Wednesday, August 03, 2011

Happy Birthday, Rupert

Today, in 1887, Rupert Brooke was born in Warwickshire, England. He published his first collection of poems in 1911, and it was hugely popular (find his works here). When World War I broke out he wrote to a friend, "Well, if Armageddon's on, I suppose one should be there," and joined up. He died in 1915 of blood poisoning from an infected mosquito bite and is buried on Skyros, a lonely Greek island off which he died, as described by his friend, the composer Denis Browne, who himself died two months later:
he died, with the sun shining all round his cabin, and the cool sea-breeze blowing through the door and the shaded windows. No one could have wished for a quieter or a calmer end than in that lovely bay, shielded by the mountains and fragrant with sage and thyme.
He published only 87 poems, including five war sonnets, of which the most famous begins "If I should die, think only this of me; / That there's some corner of a foreign field / That is for ever England.") and this:


Down the blue night the unending columns press
In noiseless tumult, break and wave and flow,
Now tread the far South, or lift rounds of snow
Up to the white moon's hidden loveliness.
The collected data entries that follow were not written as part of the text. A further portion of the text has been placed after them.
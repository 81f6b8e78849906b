#![allow(clippy::option_map_unit_fn)]
use crate::config::{CONFIG_KEYS, Config};
use crate::outln;
use crate::util::set_json_output;
use anyhow::Result;
use log::debug;
use serde_json::Value;
use std::collections::HashMap;

pub fn config(config: &Config, keys: Option<Vec<String>>) -> Result<()> {
    let keys =
        keys.unwrap_or_else(|| CONFIG_KEYS.map(String::from).to_vec());
    let multi_line = keys.len() > 1;

    for key in keys {
        let key = key.replace('-', "_");
        let Some(value) = config.get(&key) else {
            return Err(anyhow::anyhow!("Unknown key: {}", key));
        };
        print_config_line(&key, value, multi_line, &config.sources);
    }

    Ok(())
}

fn print_config_line(
    key: &str,
    value: Value,
    multi_line: bool,
    sources: &HashMap<String, String>,
) {
    let text = match &value {
        Value::String(s) => s.clone(),
        Value::Null => String::new(),
        other => other.to_string(),
    };
    sources.get(key).map(|s| {
        debug!("{}={} set from {}", key, text, s);
    });
    set_json_output(key, value);

    if multi_line {
        outln!("{}={}", key, text);
    } else {
        outln!("{}", text);
    }
}
use log::trace;
use std::os::unix::fs::PermissionsExt;
use std::io;
use std::path::Path;
use walkdir::WalkDir;

/**
 * Recursively delete a directory tree we own. Directories inside a rootfs
 * can end up without the owner write bit (things created from inside the
 * sandbox), which would make a plain remove_dir_all fail, so we walk the
 * tree first and give every directory back u+rwx.
 */
pub fn remove_tree(path: &Path) -> io::Result<()> {
    if std::fs::symlink_metadata(path).is_err() {
        trace!("{} does not exist, nothing to remove", path.display());
        return Ok(());
    }

    if path.is_dir() {
        for entry in WalkDir::new(path)
            .follow_links(false)
            .into_iter()
            .filter_map(|e| e.ok())
            .filter(|e| e.file_type().is_dir())
        {
            let Ok(metadata) = entry.metadata() else {
                continue;
            };
            let mut perms = metadata.permissions();
            if perms.mode() & 0o700 != 0o700 {
                perms.set_mode(perms.mode() | 0o700);
                let _ = std::fs::set_permissions(entry.path(), perms);
            }
        }
        std::fs::remove_dir_all(path)?;
    } else {
        std::fs::remove_file(path)?;
    }

    trace!("Removed {}", path.display());
    Ok(())
}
Some pause in their grave wandering comradeless,
And turn with profound gesture vague and slow,
As who would pray good for the world, but know
Their benediction empty as they bless.

They say that the Dead die not, but remain
Near to the rich heirs of their grief and mirth.
I think they ride the calm mid-heaven, as these,
In wise majestic melancholy train,
And watch the moon, and the still-raging seas,
And men, coming and going on the earth.